During the Great Revolt of 1936, the Palestinian labor movement played a leading role. Key factors that sparked the revolt were land loss to the Zionist movement in the countryside, low wages and rising unemployment among Palestinian workers, in which the Histadrut’s “conquest of labor” campaigns, which aimed at replacing Arab workers with Jewish labor, played a role. The revolt grew into a national uprising when British colonial authorities killed resistance leader Sheikh Izz al Din al Qassam in 1935. Most notably, the Arab working classes launched a six month general strike, one of the longest such strikes in labor history.

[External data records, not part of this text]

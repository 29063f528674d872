//! Spreadsheet rows and best-effort cell coercion.
//!
//! The first non-empty row of the first worksheet is the header. Header names
//! are normalized (trimmed, lowercased, inner spaces to `_`) so `Order Nr` and
//! `order_nr` address the same column.

use crate::error::MarketError;
use calamine::{Data, Reader, open_workbook_auto_from_rs};
use chrono::{DateTime, Duration, NaiveDate, NaiveDateTime, Utc};
use std::collections::HashMap;
use std::io::Cursor;

#[derive(Debug, Clone, PartialEq)]
pub enum Cell {
    Empty,
    Text(String),
    Number(f64),
    Bool(bool),
    DateTime(NaiveDateTime),
}

impl From<&Data> for Cell {
    fn from(d: &Data) -> Self {
        match d {
            Data::Empty | Data::Error(_) => Cell::Empty,
            Data::String(s) if s.trim().is_empty() => Cell::Empty,
            Data::String(s) => Cell::Text(s.trim().to_string()),
            Data::Int(i) => Cell::Number(*i as f64),
            Data::Float(f) => Cell::Number(*f),
            Data::Bool(b) => Cell::Bool(*b),
            Data::DateTime(dt) => excel_serial_to_datetime(dt.as_f64())
                .map(Cell::DateTime)
                .unwrap_or(Cell::Empty),
            Data::DateTimeIso(s) | Data::DurationIso(s) => Cell::Text(s.clone()),
        }
    }
}

impl From<&str> for Cell {
    fn from(s: &str) -> Self {
        let s = s.trim();
        if s.is_empty() {
            Cell::Empty
        } else {
            Cell::Text(s.to_string())
        }
    }
}

impl From<f64> for Cell {
    fn from(n: f64) -> Self {
        Cell::Number(n)
    }
}

/// Spreadsheet serial date (days since 1899-12-30, fractional time of day).
fn excel_serial_to_datetime(serial: f64) -> Option<NaiveDateTime> {
    if !serial.is_finite() || serial < 0.0 {
        return None;
    }
    let epoch = NaiveDate::from_ymd_opt(1899, 12, 30)?.and_hms_opt(0, 0, 0)?;
    let secs = (serial * 86_400.0).round() as i64;
    epoch.checked_add_signed(Duration::seconds(secs))
}

fn parse_datetime_text(s: &str) -> Option<DateTime<Utc>> {
    if let Ok(dt) = DateTime::parse_from_rfc3339(s) {
        return Some(dt.with_timezone(&Utc));
    }
    for fmt in ["%Y-%m-%d %H:%M:%S", "%Y-%m-%dT%H:%M:%S", "%Y-%m-%d %H:%M"] {
        if let Ok(ndt) = NaiveDateTime::parse_from_str(s, fmt) {
            return Some(ndt.and_utc());
        }
    }
    NaiveDate::parse_from_str(s, "%Y-%m-%d")
        .ok()
        .and_then(|d| d.and_hms_opt(0, 0, 0))
        .map(|ndt| ndt.and_utc())
}

/// Parse a query-string date: RFC3339 or a bare `YYYY-MM-DD`.
pub fn parse_query_datetime(s: &str) -> Option<DateTime<Utc>> {
    parse_datetime_text(s.trim())
}

/// Number without a trailing `.0` when integral, so numeric id cells read
/// back as the id the user typed.
fn render_number(n: f64) -> String {
    if n.fract() == 0.0 && n.abs() < 1e15 {
        format!("{}", n as i64)
    } else {
        n.to_string()
    }
}

impl Cell {
    pub fn as_text(&self) -> Option<String> {
        match self {
            Cell::Empty => None,
            Cell::Text(s) => Some(s.clone()),
            Cell::Number(n) => Some(render_number(*n)),
            Cell::Bool(b) => Some(b.to_string()),
            Cell::DateTime(dt) => Some(dt.format("%Y-%m-%d %H:%M:%S").to_string()),
        }
    }

    pub fn as_f64(&self) -> Option<f64> {
        match self {
            Cell::Number(n) if n.is_finite() => Some(*n),
            Cell::Text(s) => s
                .replace(',', "")
                .trim()
                .parse::<f64>()
                .ok()
                .filter(|n| n.is_finite()),
            _ => None,
        }
    }

    pub fn as_i64(&self) -> Option<i64> {
        self.as_f64()
            .filter(|n| n.fract() == 0.0 && n.abs() < 9.0e15)
            .map(|n| n as i64)
    }

    pub fn as_bool(&self) -> Option<bool> {
        match self {
            Cell::Bool(b) => Some(*b),
            Cell::Number(n) => Some(*n != 0.0),
            Cell::Text(s) => match s.to_ascii_lowercase().as_str() {
                "true" | "yes" | "y" | "1" => Some(true),
                "false" | "no" | "n" | "0" => Some(false),
                _ => None,
            },
            _ => None,
        }
    }

    pub fn as_datetime(&self) -> Option<DateTime<Utc>> {
        match self {
            Cell::DateTime(dt) => Some(dt.and_utc()),
            Cell::Text(s) => parse_datetime_text(s),
            Cell::Number(n) => excel_serial_to_datetime(*n).map(|dt| dt.and_utc()),
            _ => None,
        }
    }
}

/// One data row addressed by normalized header name.
#[derive(Debug, Clone, Default, PartialEq)]
pub struct SheetRow {
    cells: HashMap<String, Cell>,
}

pub fn normalize_header(raw: &str) -> String {
    raw.trim()
        .to_lowercase()
        .split_whitespace()
        .collect::<Vec<_>>()
        .join("_")
}

impl SheetRow {
    pub fn from_cells<K, C>(cells: impl IntoIterator<Item = (K, C)>) -> Self
    where
        K: AsRef<str>,
        C: Into<Cell>,
    {
        Self {
            cells: cells
                .into_iter()
                .map(|(k, c)| (normalize_header(k.as_ref()), c.into()))
                .collect(),
        }
    }

    pub fn is_blank(&self) -> bool {
        self.cells.values().all(|c| *c == Cell::Empty)
    }

    fn cell(&self, column: &str) -> &Cell {
        self.cells.get(column).unwrap_or(&Cell::Empty)
    }

    /// Non-empty text, or `None`.
    pub fn opt_text(&self, column: &str) -> Option<String> {
        self.cell(column).as_text().filter(|s| !s.is_empty())
    }

    pub fn text(&self, column: &str, default: &str) -> String {
        self.opt_text(column).unwrap_or_else(|| default.to_string())
    }

    pub fn opt_f64(&self, column: &str) -> Option<f64> {
        self.cell(column).as_f64()
    }

    /// Money-ish value rounded to two decimals.
    pub fn amount(&self, column: &str, default: f64) -> f64 {
        let v = self.opt_f64(column).unwrap_or(default);
        (v * 100.0).round() / 100.0
    }

    pub fn opt_amount(&self, column: &str) -> Option<f64> {
        self.opt_f64(column).map(|v| (v * 100.0).round() / 100.0)
    }

    pub fn int(&self, column: &str, default: i64) -> i64 {
        self.cell(column).as_i64().unwrap_or(default)
    }

    pub fn opt_int(&self, column: &str) -> Option<i64> {
        self.cell(column).as_i64()
    }

    pub fn flag(&self, column: &str, default: bool) -> bool {
        self.cell(column).as_bool().unwrap_or(default)
    }

    pub fn datetime(&self, column: &str) -> Option<DateTime<Utc>> {
        self.cell(column).as_datetime()
    }
}

/// Read the first worksheet of an xlsx/xlsm/xlsb/xls/ods payload.
pub fn read_workbook(bytes: Vec<u8>) -> Result<Vec<SheetRow>, MarketError> {
    let mut workbook = open_workbook_auto_from_rs(Cursor::new(bytes))?;
    let Some(range) = workbook.worksheet_range_at(0) else {
        return Ok(Vec::new());
    };
    let range = range?;

    let mut rows = range.rows().skip_while(|r| r.iter().all(|c| Cell::from(c) == Cell::Empty));
    let Some(header) = rows.next() else {
        return Ok(Vec::new());
    };
    let headers: Vec<String> = header
        .iter()
        .map(|c| Cell::from(c).as_text().map(|h| normalize_header(&h)).unwrap_or_default())
        .collect();

    let parsed = rows
        .map(|row| SheetRow {
            cells: headers
                .iter()
                .zip(row.iter())
                .filter(|(h, _)| !h.is_empty())
                .map(|(h, c)| (h.clone(), Cell::from(c)))
                .collect(),
        })
        .filter(|row| !row.is_blank())
        .collect();
    Ok(parsed)
}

With the end of the revolt in 1939, and despite the loss of leadership and causalities, the labor movement grew. Additional unions were formed, and organizing spread rapidly. However, following the Nakba of 1948, with the expulsion of much of the working class and union leadership outside of the newly created state of Israel, the labor movement was thrown into disarray. Inside Israel, the Histadrut and other Jewish Zionist institutions formed a set of para-statal bodies that continued to focus on strengthening Jewish labor against Palestinian workers. Trying to relegate Palestinian workers to low level and highly exploited labour, Zionist institutions sought to exclude Palestinians, as much as was possible, from the skilled labor market to ensure that new Jewish immigrants could find employment.
Palestinian citizens of Israel: From military rule to outright apartheid
From 1948 to 1966, the Israeli authorities imposed military rule on only one part of its population: the remaining Palestinians who had become citizens of Israel. This served, among others, as an important tool in regulating the Palestinian entrance into the labor market. When unemployment among the Jewish working class increased, the military authorities issued fewer permits (required for Palestinians wishing to leave their very villages) in order to protect Jewish workers from competition. However, with improvement of the economy in 1960s and the need for cheap labor, especially in the construction sector, such controls were relaxed.
However, today Palestinian citizens of Israel still face a system of discrimination and are literally denied their right to work. Arab workers are prohibited from working in what are defined as “security industries”, such as weapons producers, airports, ports and refineries, much of the hi-tech industry and are therefore effectively cut off from a significant part of the Israeli economy. Israeli firms may also require military service as a precondition for employment, effectively reserving these positions for Jews, as Palestinian citizens of Israel do not serve in the Israeli military. In 2009, the state-owned railway company decided to fire 150 Arab workers because they had not served in the military.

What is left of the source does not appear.